Il comunicato stampa riferisce che la maggior parte dei componenti del CNB ha ritenuto che, nel caso di imminente pericolo di vita, quando non si è in grado di accertare la volontà attuale del detenuto, il medico non è esonerato dal porre in essere tutti quegli interventi atti a salvargli la vita. Tale posizione assunta è ulteriormente corroborata dalla stessa Corte Europea dei Diritti Umani che ha sostenuto come le autorità penitenziarie o i medici non possano limitarsi a contemplare passivamente la morte del detenuto che digiuna. Sotto tale prospettiva quindi le DAT sono incongrue, dunque non applicabili, ove siano subordinate all’ottenimento di beni o alla realizzazione di comportamenti altrui, proprio in quanto sono utilizzate al di fuori della ratio prevista dalla legge 219/2017.
Un orientamento minoritario del CNB non ha invece ravvisato la sussistenza di impedimenti giuridici o bioetici all’applicazione delle disposizioni della legge 219/2017 nei confronti della persona detenuta in sciopero della fame, il cui inviolabile diritto all’autodeterminazione non può essere leso nemmeno in condizioni di pericolo di vita.
Al di là delle divergenze emerse, il Comitato concorda in maniera unanime sull’inderogabilità del diritto di qualsiasi detenuto ad esprimere un proprio assenso o dissenso ai trattamenti diagnostici o sanitari che lo riguardano, prendendo anche in previsione una futura eventuale incapacità di autodeterminarsi e quindi redigere in modo efficace le DAT. Difatti, il regime di detenzione carceraria non mina la capacità giuridica dell’individuo relativamente agli atti di stretta rilevanza personale (Corte Costituzionale, sentenza n.26/1999) e, conseguentemente, non può porre limiti e peculiarità all’applicazione della legge 219 del 2017.

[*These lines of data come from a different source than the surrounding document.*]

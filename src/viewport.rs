//! Scroll-window arithmetic shared by the file list and the content pane.
//!
//! Offsets and heights are plain `usize`s; a viewport that has no room
//! (`visible == 0`) always resolves to offset 0.

/// Bound `offset` so a window of `visible` rows never runs past `total`.
pub fn clamp(offset: usize, total: usize, visible: usize) -> usize {
    if total <= visible {
        return 0;
    }
    offset.min(total - visible)
}

/// Move `offset` the minimum distance needed for `selected` to be on screen.
pub fn ensure_visible(selected: usize, offset: usize, visible: usize, total: usize) -> usize {
    if visible == 0 {
        return 0;
    }

    let mut offset = offset;
    if selected < offset {
        offset = selected;
    } else if selected >= offset + visible {
        offset = selected + 1 - visible;
    }
    clamp(offset, total, visible)
}

/// Apply a signed scroll delta to `offset`, clamped to the scrollable range.
pub fn scroll(offset: usize, delta: isize, total: usize, visible: usize) -> usize {
    if visible == 0 {
        return 0;
    }
    clamp(offset.saturating_add_signed(delta), total, visible)
}

/// The `visible` items starting at `offset`; the start is pulled back onto
/// the last item when it overshoots.
pub fn slice<T>(items: &[T], offset: usize, visible: usize) -> &[T] {
    if visible == 0 || items.is_empty() {
        return &[];
    }
    let start = offset.min(items.len() - 1);
    let end = start.saturating_add(visible).min(items.len());
    &items[start..end]
}

/// Move an index by a signed delta inside `0..len`.
pub fn step(index: usize, delta: isize, len: usize) -> usize {
    if len == 0 {
        return 0;
    }
    index.saturating_add_signed(delta).min(len - 1)
}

Dalla lettura del comunicato stampa emerge, però, come il CNB ponga una netta differenza tra colui che si autodetermina secondo le previsioni della legge 219/2017 nel rifiutare le cure, in quanto malato, rispetto a colui che esercita un proprio diritto dettato dall’articolo 21 della Costituzione, mediante lo sciopero della fame, la cui finalità risulta ben diversa.
Se quindi lo Stato non ha il diritto di limitare con misure coercitive lo sciopero della fame, che rimane un segno incomprimibile della libertà di ogni essere umano, non sono altrettanto ammissibili trattamenti diretti a favorire il benessere fisico del detenuto che si traducono in costrizioni violente.
È proprio in tale contesto, che il Comitato sottolinea la differenza tra chi adotta questa forma di protesta rispetto alla situazione, differente, del malato che rinuncia alle terapie salvavita.
Questo, per quanto sia un comunicato stampa, traccia al momento in via provvisoria una differenza etica nel bilanciamento di diritti personalissimi tra due esseri umani: uno privato della libertà, il detenuto, ed uno che fa una scelta di vita di sospendere i trattamenti sanitari, dovendosi, pertanto, distinguere la ratio della legge 219/2017 dalla protesta (sciopero della fame) che esprime il diritto di libera manifestazione del proprio pensiero ai sensi dell’art. 21 della Costituzione.
La complessità e la delicatezza della questione suffragano la proposta avanzata da alcuni membri del CNB di un intervento normativo esplicito ed inequivocabile che possa guidare i medici che si troveranno ad affrontare il caso concreto.